Pubblicato il: gio, Ott 12th, 2017

Lavoratori ASL4 preoccupati per la riorganizzazione della Sanità ligure

Il sindacato Usb esprime preoccupazione per la nuova riorganizzazione dell’ Asl4, soprattutto perche’ a tutt’oggi i sindacati aziendali non sono stati convocarti dalla Direzione per ricevere adeguate informazioni. La nostra prima richiesta in tal senso e’ dell’ 11 luglio.Come lavoratori siamo perplessi e disorientati perche’ rischiamo seriamente di essere informati solo a cose fatte. Nel piano sanitario relativo all’ Asl4 ci sono infatti alcuni punti non chiari. Ad esempio non viene menzionato l’Ospedale di Chiavari, che ospita rsa e hospice e quindi non si capisce la sua destinazione finale. Si parla inoltre della creazione di un polo cardiochirurgico ma senza specificare se a gestione pubblica o privata e in che struttura sarà ospitato.

Intanto oggi 12 ottobre tutti i Sindacati sono stati convocati dalla Commissione Sanita’ della Regione Liguria per accogliere osservazioni al Piano Sanitario per il triennio 2017/19.

Come USB abbiamo ribadito e confermato la nostra contrarieta’ ai provvedimenti di privatizzazione degli ospedali liguri e in generale ad ogni indirizzo che vada in questa direzione ritenendo che la sanita’ deve rimanere pubblica. Ci spaventano e ci scandalizzano quindi le continue dichiarazioni di questa Giunta che invocano l’aiuto dei privati per migliorare e rilanciare la sanita’ ligure.

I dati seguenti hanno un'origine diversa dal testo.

//! Grid generation.
//!
//! A run tessellates a boundary at each planned resolution and replaces the
//! cells of its scope in the datastore, reporting progress as an ordered
//! stream of [`ProgressEvent`]s that ends with exactly one terminal event.
//!
//! - [`GridGenerator`] - front doors for area and legacy project runs
//! - [`ProgressEvent`] / [`ProgressStream`] - the progress protocol
//! - [`GenerationLocks`] - one run per scope at a time

mod lock;
mod pipeline;
mod progress;

pub use lock::{GenerationLocks, ScopeGuard};
pub use pipeline::{
    GenerationJob, GeneratorConfig, GridGenerator, DEFAULT_BATCH_SIZE, DEFAULT_HEARTBEAT,
    DEFAULT_MAX_CELL_AREA_KM2, DEFAULT_MIN_CELL_AREA_KM2, DEFAULT_NUM_RESOLUTIONS,
    MAX_BATCH_SIZE, MIN_BATCH_SIZE,
};
pub use progress::{EventStatus, ProgressEvent, ProgressStream};
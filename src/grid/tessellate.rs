//! Polygon tessellation into H3 cells.
//!
//! Boundaries are GeoJSON-ordered (`x = lng`, `y = lat`). Each sub-polygon of
//! a boundary is tiled on its own; a sub-polygon the grid library rejects is
//! logged and skipped so one malformed ring never sinks a whole area.
//!
//! Cell membership follows centroid containment: a cell is part of the
//! tessellation when its center lies inside the polygon.

use std::collections::BTreeSet;

use geo_types::{Coord, LineString, Polygon};
use h3o::geom::{ContainmentMode, TilerBuilder};
use h3o::{CellIndex, Resolution};
use tracing::warn;

use crate::error::GeometryError;
use crate::geometry::BoundaryGeometry;

/// Cover `geometry` with cells at `resolution`.
///
/// Returns an ordered set so repeated runs over the same input produce
/// identical sequences. Sub-polygons that fail are skipped; the union of the
/// others is returned, possibly empty.
pub fn tessellate(geometry: &BoundaryGeometry, resolution: Resolution) -> BTreeSet<CellIndex> {
    let mut cells = BTreeSet::new();

    for (index, polygon) in geometry.polygons().iter().enumerate() {
        match tessellate_polygon(polygon, resolution) {
            Ok(found) => cells.extend(found),
            Err(e) => {
                warn!(
                    polygon = index,
                    resolution = u8::from(resolution),
                    error = %e,
                    "Skipping polygon that could not be tessellated"
                );
            }
        }
    }

    cells
}

/// Tessellate a single polygon (outer ring plus holes).
///
/// Rings with fewer than three distinct positions cover nothing and yield an
/// empty result rather than an error.
pub fn tessellate_polygon(
    polygon: &Polygon<f64>,
    resolution: Resolution,
) -> Result<Vec<CellIndex>, GeometryError> {
    if ring_is_degenerate(polygon.exterior()) {
        return Ok(Vec::new());
    }

    let interiors = polygon
        .interiors()
        .iter()
        .filter(|ring| !ring_is_degenerate(ring))
        .cloned()
        .collect();
    let polygon = Polygon::new(polygon.exterior().clone(), interiors);

    let mut tiler = TilerBuilder::new(resolution)
        .containment_mode(ContainmentMode::ContainsCentroid)
        .build();
    tiler.add(polygon).map_err(|e| GeometryError::InvalidRing {
        message: e.to_string(),
    })?;

    Ok(tiler.into_coverage().collect())
}

fn ring_is_degenerate(ring: &LineString<f64>) -> bool {
    let mut distinct: Vec<&Coord<f64>> = Vec::with_capacity(4);
    for coord in ring.coords() {
        if !distinct.contains(&coord) {
            distinct.push(coord);
            if distinct.len() >= 3 {
                return false;
            }
        }
    }
    true
}

/// Closed boundary polygon of a cell in GeoJSON order.
///
/// The grid library yields `(lat, lng)` vertices; they are flipped to
/// `(lng, lat)` and the ring is closed by repeating the first vertex.
pub fn cell_polygon(cell: CellIndex) -> Polygon<f64> {
    let boundary = cell.boundary();
    let mut coords: Vec<Coord<f64>> = boundary
        .iter()
        .map(|vertex| Coord {
            x: vertex.lng(),
            y: vertex.lat(),
        })
        .collect();

    if let (Some(first), Some(last)) = (coords.first().copied(), coords.last().copied()) {
        if first != last {
            coords.push(first);
        }
    }

    Polygon::new(LineString::new(coords), Vec::new())
}

/// Parse a resolution number, rejecting values above 15.
pub fn resolution_from_u8(value: u8) -> Result<Resolution, GeometryError> {
    Resolution::try_from(value).map_err(|_| {
        GeometryError::InvalidCellIndex(format!("resolution {} is outside 0-15", value))
    })
}

/// Parse a hexagon index string.
pub fn parse_cell_index(text: &str) -> Result<CellIndex, GeometryError> {
    text.parse::<CellIndex>()
        .map_err(|_| GeometryError::InvalidCellIndex(text.to_string()))
}

#[cfg(test)]
mod tests {
    use super::*;

    fn square(lng: f64, lat: f64, size_deg: f64) -> BoundaryGeometry {
        BoundaryGeometry::Polygon(Polygon::new(
            LineString::from(vec![
                (lng, lat),
                (lng + size_deg, lat),
                (lng + size_deg, lat + size_deg),
                (lng, lat + size_deg),
                (lng, lat),
            ]),
            Vec::new(),
        ))
    }

    #[test]
    fn test_square_is_covered() {
        let cells = tessellate(&square(29.0, 41.0, 0.1), Resolution::Eight);
        assert!(!cells.is_empty());
        assert!(cells.iter().all(|c| c.resolution() == Resolution::Eight));
    }

    #[test]
    fn test_finer_resolution_has_more_cells() {
        let area = square(29.0, 41.0, 0.1);
        let coarse = tessellate(&area, Resolution::Seven).len();
        let fine = tessellate(&area, Resolution::Nine).len();
        assert!(fine > coarse);
    }

    #[test]
    fn test_is_deterministic() {
        let area = square(-73.99, 40.70, 0.05);
        let first: Vec<String> = tessellate(&area, Resolution::Nine)
            .iter()
            .map(|c| c.to_string())
            .collect();
        let second: Vec<String> = tessellate(&area, Resolution::Nine)
            .iter()
            .map(|c| c.to_string())
            .collect();
        assert_eq!(first, second);
    }

    #[test]
    fn test_empty_ring_yields_no_cells() {
        let empty = BoundaryGeometry::Polygon(Polygon::new(LineString::new(Vec::new()), Vec::new()));
        assert!(tessellate(&empty, Resolution::Nine).is_empty());
    }

    #[test]
    fn test_collapsed_ring_yields_no_cells() {
        let line = BoundaryGeometry::Polygon(Polygon::new(
            LineString::from(vec![(10.0, 10.0), (10.5, 10.5), (10.0, 10.0)]),
            Vec::new(),
        ));
        assert!(tessellate(&line, Resolution::Nine).is_empty());
    }

    #[test]
    fn test_hole_removes_cells() {
        let outer = LineString::from(vec![
            (29.0, 41.0),
            (29.2, 41.0),
            (29.2, 41.2),
            (29.0, 41.2),
            (29.0, 41.0),
        ]);
        let hole = LineString::from(vec![
            (29.05, 41.05),
            (29.15, 41.05),
            (29.15, 41.15),
            (29.05, 41.15),
            (29.05, 41.05),
        ]);
        let solid = BoundaryGeometry::Polygon(Polygon::new(outer.clone(), Vec::new()));
        let holed = BoundaryGeometry::Polygon(Polygon::new(outer, vec![hole]));

        let solid_cells = tessellate(&solid, Resolution::Eight);
        let holed_cells = tessellate(&holed, Resolution::Eight);
        assert!(holed_cells.len() < solid_cells.len());
        assert!(holed_cells.is_subset(&solid_cells));
    }

    #[test]
    fn test_multipolygon_is_union_of_parts() {
        let a = square(29.0, 41.0, 0.05);
        let b = square(30.0, 41.0, 0.05);
        let (BoundaryGeometry::Polygon(pa), BoundaryGeometry::Polygon(pb)) = (&a, &b) else {
            unreachable!()
        };
        let multi = BoundaryGeometry::MultiPolygon(geo_types::MultiPolygon::new(vec![
            pa.clone(),
            pb.clone(),
        ]));

        let expected: BTreeSet<CellIndex> = tessellate(&a, Resolution::Nine)
            .union(&tessellate(&b, Resolution::Nine))
            .copied()
            .collect();
        assert_eq!(tessellate(&multi, Resolution::Nine), expected);
    }

    #[test]
    fn test_degenerate_part_does_not_sink_multipolygon() {
        let good = square(29.0, 41.0, 0.05);
        let BoundaryGeometry::Polygon(good_polygon) = &good else {
            unreachable!()
        };
        let multi = BoundaryGeometry::MultiPolygon(geo_types::MultiPolygon::new(vec![
            Polygon::new(LineString::new(Vec::new()), Vec::new()),
            good_polygon.clone(),
        ]));

        assert_eq!(
            tessellate(&multi, Resolution::Nine),
            tessellate(&good, Resolution::Nine)
        );
    }

    #[test]
    fn test_cell_polygon_is_closed_lng_lat() {
        let cells = tessellate(&square(29.0, 41.0, 0.05), Resolution::Nine);
        let cell = *cells.iter().next().unwrap();
        let polygon = cell_polygon(cell);
        let ring = &polygon.exterior().0;

        assert!(ring.len() >= 7);
        assert_eq!(ring.first(), ring.last());
        // Longitudes near 29, latitudes near 41
        assert!(ring.iter().all(|c| (c.x - 29.0).abs() < 0.2 && (c.y - 41.0).abs() < 0.2));
    }

    #[test]
    fn test_parse_helpers() {
        let cells = tessellate(&square(29.0, 41.0, 0.05), Resolution::Nine);
        let cell = *cells.iter().next().unwrap();
        assert_eq!(parse_cell_index(&cell.to_string()).unwrap(), cell);
        assert!(parse_cell_index("not-a-cell").is_err());
        assert_eq!(resolution_from_u8(9).unwrap(), Resolution::Nine);
        assert!(resolution_from_u8(16).is_err());
    }
}
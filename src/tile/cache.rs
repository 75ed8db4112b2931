//! Tile cache for encoded vector tiles.
//!
//! Rendering a tile means a spatial query plus protobuf encoding, so finished
//! tiles are kept in an LRU cache bounded by total byte size.
//!
//! # Cache Key
//!
//! Tiles are cached by a composite key including:
//! - Project identifier
//! - Area filter (if any)
//! - Tile Z/X/Y address
//!
//! Empty tiles are cached too, as zero-length entries, so repeated requests
//! over uncovered map regions skip the datastore.
//!
//! Generation runs clear the whole cache; tiles of other projects are
//! rebuilt on demand.

use std::num::NonZeroUsize;

use bytes::Bytes;
use lru::LruCache;
use tokio::sync::RwLock;
use uuid::Uuid;

use super::bounds::TileCoord;

/// Default cache capacity: 64MB
pub const DEFAULT_TILE_CACHE_CAPACITY: usize = 64 * 1024 * 1024;

/// Default maximum number of entries (to bound LRU overhead)
const DEFAULT_MAX_ENTRIES: usize = 10_000;

// =============================================================================
// Cache Key
// =============================================================================

/// Cache key for encoded tiles.
#[derive(Debug, Clone, Copy, PartialEq, Eq, Hash)]
pub struct TileCacheKey {
    pub project_id: Uuid,
    pub area_id: Option<Uuid>,
    pub tile: TileCoord,
}

impl TileCacheKey {
    pub fn new(project_id: Uuid, area_id: Option<Uuid>, tile: TileCoord) -> Self {
        Self {
            project_id,
            area_id,
            tile,
        }
    }
}

// =============================================================================
// Tile Cache
// =============================================================================

/// LRU cache for encoded tiles with size-based capacity.
///
/// Shared across handlers and generation runs via `Arc`.
pub struct TileCache {
    cache: RwLock<LruCache<TileCacheKey, Bytes>>,

    /// Maximum total size in bytes
    max_size: usize,

    /// Current total size in bytes
    current_size: RwLock<usize>,
}

impl TileCache {
    /// Create a new tile cache with default capacity (64MB).
    pub fn new() -> Self {
        Self::with_capacity(DEFAULT_TILE_CACHE_CAPACITY)
    }

    /// Create a new tile cache with the specified capacity in bytes.
    pub fn with_capacity(max_size: usize) -> Self {
        Self::with_capacity_and_entries(max_size, DEFAULT_MAX_ENTRIES)
    }

    /// Create a new tile cache with specified capacity and maximum entries.
    ///
    /// A zero entry limit is raised to one.
    pub fn with_capacity_and_entries(max_size: usize, max_entries: usize) -> Self {
        let entries = NonZeroUsize::new(max_entries).unwrap_or(NonZeroUsize::MIN);
        Self {
            cache: RwLock::new(LruCache::new(entries)),
            max_size,
            current_size: RwLock::new(0),
        }
    }

    /// Get a tile, marking it as recently used.
    pub async fn get(&self, key: &TileCacheKey) -> Option<Bytes> {
        let mut cache = self.cache.write().await;
        cache.get(key).cloned()
    }

    /// Check if a tile is cached without updating LRU order.
    pub async fn contains(&self, key: &TileCacheKey) -> bool {
        let cache = self.cache.read().await;
        cache.contains(key)
    }

    /// Store a tile, evicting least-recently-used entries past capacity.
    pub async fn put(&self, key: TileCacheKey, data: Bytes) {
        let data_size = data.len();
        let mut cache = self.cache.write().await;
        let mut current_size = self.current_size.write().await;

        if let Some(old_data) = cache.peek(&key) {
            *current_size = current_size.saturating_sub(old_data.len());
        }

        // The entry-count bound may push out an entry on its own
        if let Some((evicted_key, evicted_data)) = cache.push(key, data) {
            if evicted_key != key {
                *current_size = current_size.saturating_sub(evicted_data.len());
            }
        }
        *current_size += data_size;

        while *current_size > self.max_size {
            if let Some((_, evicted_data)) = cache.pop_lru() {
                *current_size = current_size.saturating_sub(evicted_data.len());
            } else {
                break;
            }
        }
    }

    /// Drop every entry.
    pub async fn clear(&self) {
        let mut cache = self.cache.write().await;
        let mut current_size = self.current_size.write().await;
        cache.clear();
        *current_size = 0;
    }

    /// Number of cached tiles.
    pub async fn len(&self) -> usize {
        let cache = self.cache.read().await;
        cache.len()
    }

    pub async fn is_empty(&self) -> bool {
        let cache = self.cache.read().await;
        cache.is_empty()
    }

    /// Current total size of cached tiles in bytes.
    pub async fn size(&self) -> usize {
        let current_size = self.current_size.read().await;
        *current_size
    }

    /// Maximum capacity in bytes.
    pub fn capacity(&self) -> usize {
        self.max_size
    }
}

impl Default for TileCache {
    fn default() -> Self {
        Self::new()
    }
}

// =============================================================================
// Tests
// =============================================================================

Abbiamo inoltre richiesto:

lo sblocco delle assunzioni in vigore gia’ dal 2010 e l’avvio di un adeguato piano assunzioni nel triennio che risulta assente nel piano regionale proposto.   Secondo l’ultimo studio del Collegio Ipasvi del 2016 in Liguria ad esempio mancano 1422 infermieri (130 in asl4) e a causa del blocco del turnover oltre il 37% ha superato i 50 anni. In questa situazione e’ evidente che non si garantisce sicurezza e servizi efficienti ai cittadini;

l’avvio di un tavolo di trattativa per far riconoscere il tempo di vestizione delle divise aziendali a tutti gli effetti come orario di lavoro cosi’ come sancito in varie sentenze della Cassazione;

l’avvio di un nuovo concorso regionale per operatori socio sanitari oss e la richiesta che i corsi professionali per ottenere l’abilitazione siano predisposti, invece che da Enti privati a pagamento, dalle singole Asl gratuitamente come era previsto fino al 2013;

la concessione e lo sblocco dei nulla osta attraverso apposita circolare per consentire ai tanti operatori sanitari, vincitori di mobilita’ regionale e di fuori regione, di ricongiungersi con la propria famiglia e avvicinarsi al luogo effettivo di residenza.